RDG Receives Multiple Honors for Design Excellence in Community Planning
As an acknowledgment of excellence in planning for project work and individual contributions to the profession, the firm wins three awards at the 2020 NPZA Conference.
RDG Planning & Design received three awards at the Nebraska Planning and Zoning Association Conference on March 6, 2020. The conference brings together planning and zoning professionals and citizen planners throughout the state. At the conference’s awards ceremony, RDG was recognized for excellence and innovation in planning, for both project work and for individual contributions to the profession.
RDG Principal Marty Shukert, FAICP was recognized with APA Nebraska’s highest honor of service, the Wozniak-Selander Planning Pioneer Award. This award honors pioneers of the profession whose personal and direct innovations in American planning have significantly and positively advanced planning practice, education or theory with long-term results. Throughout his more than 40-year career, Shukert has helped shape major downtown and neighborhood development projects, including Omaha’s riverfront redevelopment and downtown housing programs.

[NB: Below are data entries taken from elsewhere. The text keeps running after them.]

use async_trait::async_trait;
use std::fs;
use std::path::PathBuf;
use std::sync::Mutex;
use tempfile::TempDir;
use reqcollector::error::{ReqCollectorError, Result};
use reqcollector::providers::{CompletionResponse, Message, Provider};

/// Provider answering from a fixed script; `None` entries fail
#[allow(dead_code)]
pub struct MockProvider {
    script: Mutex<Vec<Option<String>>>,
    received: Mutex<Vec<Vec<Message>>>,
}

#[allow(dead_code)]
impl MockProvider {
    pub fn new(script: Vec<Option<&str>>) -> Self {
        let mut script: Vec<Option<String>> =
            script.into_iter().map(|s| s.map(str::to_string)).collect();
        script.reverse();
        Self {
            script: Mutex::new(script),
            received: Mutex::new(Vec::new()),
        }
    }

    /// Every message list the provider was called with
    pub fn received(&self) -> Vec<Vec<Message>> {
        self.received.lock().unwrap().clone()
    }
}

#[async_trait]
impl Provider for MockProvider {
    async fn complete(&self, messages: &[Message]) -> Result<CompletionResponse> {
        self.received.lock().unwrap().push(messages.to_vec());
        match self.script.lock().unwrap().pop().flatten() {
            Some(reply) => Ok(CompletionResponse::new(Message::assistant(reply))),
            None => Err(ReqCollectorError::Provider("mock service unavailable".to_string()).into()),
        }
    }

    fn name(&self) -> &str {
        "mock"
    }
}

#[allow(dead_code)]
pub fn temp_config_file(contents: &str) -> (TempDir, PathBuf) {
    let temp_dir = TempDir::new().expect("failed to create tempdir");
    let config_path = temp_dir.path().join("config.yaml");
    fs::write(&config_path, contents).expect("failed to write config file");
    (temp_dir, config_path)
}
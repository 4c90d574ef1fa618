//! Exportable session snapshot
//!
//! A snapshot is derived on demand from the live session and never feeds
//! back into it. The JSON document has exactly two top-level keys,
//! `requirements` then `final_summary`.

use crate::error::Result;
use crate::session::RequirementsRecord;
use serde::{Deserialize, Serialize};

/// Immutable capture of the requirements record and the final summary
#[derive(Debug, Clone, PartialEq, Eq, Serialize, Deserialize)]
#[serde(deny_unknown_fields)]
pub struct SessionSnapshot {
    /// Requirements as they stood at export time
    pub requirements: RequirementsRecord,
    /// Reply frozen as the final summary
    pub final_summary: String,
}

impl SessionSnapshot {
    /// Capture a snapshot from borrowed session state
    pub fn capture(requirements: &RequirementsRecord, final_summary: &str) -> Self {
        Self {
            requirements: requirements.clone(),
            final_summary: final_summary.to_string(),
        }
    }

    /// Serialize as pretty-printed JSON (two-space indentation)
    ///
    /// # Examples
    ///
    /// ```
    /// use reqcollector::session::{RequirementsRecord, SessionSnapshot};
    ///
    /// let snapshot = SessionSnapshot::capture(&RequirementsRecord::empty(), "");
    /// let json = snapshot.to_json().unwrap();
    /// assert!(json.starts_with("{\n  \"requirements\": {"));
    /// ```
    pub fn to_json(&self) -> Result<String> {
        Ok(serde_json::to_string_pretty(self)?)
    }

    /// Parse a previously exported document
    ///
    /// # Errors
    ///
    /// Returns a serialization error if the text is not a snapshot document
    pub fn from_json(json: &str) -> Result<Self> {
        Ok(serde_json::from_str(json)?)
    }
}

#[cfg(test)]
mod tests {
    use super::*;
    use crate::session::RequirementField;

    #[test]
    fn test_empty_snapshot_document() {
        let json = SessionSnapshot::capture(&RequirementsRecord::empty(), "")
            .to_json()
            .unwrap();
        let expected = r#"{
  "requirements": {
    "project_name": null,
    "project_description": null,
    "functional_requirements": [],
    "non_functional_requirements": [],
    "preferred_tech_stack": null,
    "target_platform": null,
    "constraints": [],
    "suggested_tech_stack": null
  },
  "final_summary": ""
}"#;
        assert_eq!(json, expected);
    }

    #[test]
    fn test_parse_back_matches_capture() {
        let mut record = RequirementsRecord::empty();
        record.set(RequirementField::ProjectName, "Atlas").unwrap();
        record
            .append(RequirementField::Constraints, "GDPR compliant")
            .unwrap();

        let snapshot = SessionSnapshot::capture(&record, "Looks complete.");
        let parsed = SessionSnapshot::from_json(&snapshot.to_json().unwrap()).unwrap();
        assert_eq!(parsed, snapshot);
        assert_eq!(parsed.requirements.scalar(RequirementField::ProjectName), Some("Atlas"));
    }

    #[test]
    fn test_top_level_keys() {
        let json = SessionSnapshot::capture(&RequirementsRecord::empty(), "done")
            .to_json()
            .unwrap();
        let value: serde_json::Value = serde_json::from_str(&json).unwrap();
        let keys: Vec<_> = value.as_object().unwrap().keys().cloned().collect();
        assert_eq!(keys.len(), 2);
        assert!(keys.contains(&"requirements".to_string()));
        assert!(keys.contains(&"final_summary".to_string()));
    }

    #[test]
    fn test_from_json_rejects_other_documents() {
        assert!(SessionSnapshot::from_json(r#"{"final_summary": "x"}"#).is_err());
        assert!(SessionSnapshot::from_json("not json").is_err());
    }
}
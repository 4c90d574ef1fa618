//! Append-only conversation transcript
//!
//! Entry 0 is the system instruction. Everything after it is appended in
//! chronological order; nothing is ever reordered, rewritten or pruned.

use crate::providers::{Message, Role};

/// Ordered log of role-tagged messages exchanged with the completion service
#[derive(Debug, Clone, PartialEq, Eq)]
pub struct Transcript {
    messages: Vec<Message>,
}

impl Transcript {
    /// Creates a transcript holding exactly the system instruction
    ///
    /// # Examples
    ///
    /// ```
    /// use reqcollector::providers::Role;
    /// use reqcollector::session::Transcript;
    ///
    /// let transcript = Transcript::new("You are an analyst");
    /// assert_eq!(transcript.len(), 1);
    /// assert_eq!(transcript.system().role, Role::System);
    /// ```
    pub fn new(system_prompt: impl Into<String>) -> Self {
        Self {
            messages: vec![Message::system(system_prompt)],
        }
    }

    /// Appends a user message
    pub fn push_user(&mut self, content: impl Into<String>) {
        self.messages.push(Message::user(content));
    }

    /// Appends an assistant message
    pub fn push_assistant(&mut self, content: impl Into<String>) {
        self.messages.push(Message::assistant(content));
    }

    /// The fixed system entry
    pub fn system(&self) -> &Message {
        &self.messages[0]
    }

    /// All messages, oldest first
    pub fn messages(&self) -> &[Message] {
        &self.messages
    }

    /// Number of entries including the system instruction
    pub fn len(&self) -> usize {
        self.messages.len()
    }

    /// Always false: the system entry is present from construction
    pub fn is_empty(&self) -> bool {
        self.messages.is_empty()
    }

    /// Number of entries with the given role
    pub fn count_role(&self, role: Role) -> usize {
        self.messages.iter().filter(|m| m.role == role).count()
    }

    /// Most recent entry
    pub fn last(&self) -> Option<&Message> {
        self.messages.last()
    }
}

“For as long as I’ve worked with him, Marty has immersed himself into every community, getting to know the pulse of the city by talking with its citizens, patronizing its local stores and restaurants, even riding every street on his bicycle. He works tirelessly to know every community as if he were a resident himself, and this deep-dive approach has led to pioneering solutions for cities across the state and the country,” said RDG Principal Amy Haase, AICP.
The two projects recognized at the ceremony represent planning solutions for cities in Nebraska: the Grand Island Bicycle and Pedestrian Master Plan and the Historic South 10th Street Neighborhood Plan. The Grand Island Plan was awarded the Transportation Planning Award in recognition of its efforts to increase transportation choices for all populations, reduce dependence on private automobiles and mitigate the impact of climate change. The first comprehensive active transportation program for Nebraska’s fourth-largest city, the Grand Island plan proposes an integrated network connecting major community destinations including parks, commercial districts and employment centers with neighborhoods.
The Historic South 10th Street Plan, an advocacy planning effort completed in partnership with a coalition of neighborhood organizations, received the Grassroots Initiative Award, which honors work that illustrates how a neighborhood, community group or other local non-governmental entity has utilized the planning process to address a specific need or issue within the community.
The Plan’s primary aim is to help a historic mixed-density neighborhood in near-downtown Omaha, Nebraska articulate a clear vision of its future as a place for urban families, and to act rather than be acted upon. RDG’s plan uses context-sensitive design for a new school as well as a private development that preserves character and maintains a variety of housing types.